Now that Congress is back in session from its summer break, items placed on the back burner will move forward again. Certainly a variety of world conflicts and the rising deficit will grab the lion's share of atttention, but on the ag scene, the country-of-origin labeling debate will return with a vengence.

Several farm-state senators say they will fight to preserve COOL. Among those leading the charge are Sens. Tom Daschle (D-S.D.) and Tim Johnson (D-S.D.), who will offer an amendment to the Agriculture Appropriations bill when it comes to the Senate floor. Remember that the U.S. House of Representatives approved language in its Agriculture Appropriations bill that prevents the implementation of COOL.

This week, the South Dakota senators released a General Accounting Office report that says many arguments being used by COOL opponents are not only misleading, but flat out wrong.

"The GAO found an inflated USDA cost estimate that has been used to justify delaying COOL, no documentation from USDA to defend its exaggerated costs, and a host of trade partners who already have a COOL program," say Johnson.

He challenged USDA to change its recordkeeping cost estimate, and provide the public with balanced information about the costs and benefits associated with COOL.

"This law is too important to consumers and producers that is why we will offer a bipartisan amendment to preserve it. I believe that the Senate will not support the House provision to repeal COOL," says Daschle.

The amendment will instruct Senate conferees to the Agriculture Appropriations Bill to ensure that there is no language in the final bill to stop USDA from implementing mandatory COOL.

USDA has stated that a mandatory COOL law would cost $1.9 billion to implement. According to the GAO report, "USDA used assumptions that are questionable and not well supported in developing its $1.9-billion estimate."

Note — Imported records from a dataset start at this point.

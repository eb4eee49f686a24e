use crate::config::FolioConfig;
use crate::repository::PageRepository;
use crate::store::FsBackend;
use serde_json::Value;
use std::fs;
use std::path::PathBuf;
use tempfile::TempDir;

/// A throwaway data root with a filesystem-backed repository.
pub struct TestEnv {
    // We keep _temp_dir to ensure the directory is not dropped until the test is done
    pub _temp_dir: TempDir,
    pub config: FolioConfig,
    pub repo: PageRepository<FsBackend>,
    pub root: PathBuf,
}

impl Default for TestEnv {
    fn default() -> Self {
        Self::new()
    }
}

impl TestEnv {
    pub fn new() -> Self {
        let temp_dir = tempfile::tempdir().expect("failed to create temp dir");
        let root = temp_dir.path().to_path_buf();
        let config = FolioConfig::with_data_dir(&root);
        let repo = PageRepository::open(&config);
        Self {
            _temp_dir: temp_dir,
            config,
            repo,
            root,
        }
    }

    pub fn write_pages(&self, pages: &Value) {
        let text = serde_json::to_string_pretty(pages).expect("pages serialize");
        fs::write(self.config.pages_path(), text).expect("failed to write pages");
    }

    pub fn read_pages(&self) -> Value {
        let text = fs::read_to_string(self.config.pages_path()).expect("failed to read pages");
        serde_json::from_str(&text).expect("pages are valid JSON")
    }

    pub fn write_block(&self, name: &str, content: &str) -> PathBuf {
        let dir = self.config.blocks_path();
        fs::create_dir_all(&dir).expect("failed to create blocks dir");
        let path = dir.join(name);
        fs::write(&path, content).expect("failed to write block");
        path
    }
}
//! # Folio CLI
//!
//! An administrative client for a folio data root: the same repository the
//! web handlers use, driven from a terminal. Useful for scripted content
//! updates, inspecting history and drafts, and replaying builder requests.
//!
//! The binary is intentionally thin. Argument parsing lives in
//! `cli/setup.rs`, dispatch in `cli/commands.rs`, and terminal formatting in
//! `cli/render.rs`. Everything from `folioapp` inward is UI agnostic.

mod cli;

use std::process::ExitCode;

fn main() -> ExitCode {
    match cli::run() {
        Ok(code) => code,
        Err(e) => {
            eprintln!("Error: {:#}", e);
            ExitCode::FAILURE
        }
    }
}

Daschle's office also emphasizes that the GAO report also found that:

  • USDA made an assumption that about 90 percent of farmers, ranchers, and fisherman would be subject to recordkeeping;
  • USDA could provide no documentation to support its estimates for the number of hours needed to develop and maintain a recordkeeping system.
  • USDA's assumption of an hourly rate of $50 for processors to carry out recordkeeping tasks was more than double the hourly rates it used in estimates for other programs.
  • 72 percent of U.S. trading partners (countries) already require country-of-origin labeling for one of the commodities covered in the U.S. law.

While the GAO report sheds some new and interesting light on the topic, there's plenty of finger-pointing to go around when it comes to the true pros and cons of COOL. All of this is preventing a clear perspective of the potential real-world impact from surfacing. For example, there is no "documentation to support" that COOL will benefit either the U.S. consumer or the U.S. meat industry in anyway.